Segment Open

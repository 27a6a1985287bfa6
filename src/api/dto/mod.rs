//! Data Transfer Objects for API requests and responses.
//!
//! All DTOs use Serde for JSON serialization/deserialization. Field names are
//! camelCase on the wire.

pub mod health;
pub mod link;
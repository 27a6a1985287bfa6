//! Shared application state injected into every handler.

use std::sync::Arc;
use std::time::Instant;

use crate::application::services::LinkService;

#[derive(Clone)]
pub struct AppState {
    pub link_service: Arc<LinkService>,
    /// Process start, reported as uptime by the health endpoint.
    pub started_at: Instant,
}

impl AppState {
    pub fn new(link_service: Arc<LinkService>) -> Self {
        Self {
            link_service,
            started_at: Instant::now(),
        }
    }
}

Segment Closed

◆ Exercise brief ◆
Exactly reproduce the material above.

◆ Answer to the exercise ◆
repository 27a6a1985287bfa6
filename src/api/dto/mod.rs
//! Data Transfer Objects for API requests and responses.
//!
//! All DTOs use Serde for JSON serialization/deserialization. Field names are
//! camelCase on the wire.

pub mod health;
pub mod link;
repository 27a6a1985287bfa6
//! Shared application state injected into every handler.

use std::sync::Arc;
use std::time::Instant;

use crate::application::services::LinkService;

#[derive(Clone)]
pub struct AppState {
    pub link_service: Arc<LinkService>,
    /// Process start, reported as uptime by the health endpoint.
    pub started_at: Instant,
}

impl AppState {
    pub fn new(link_service: Arc<LinkService>) -> Self {
        Self {
            link_service,
            started_at: Instant::now(),
        }
    }
}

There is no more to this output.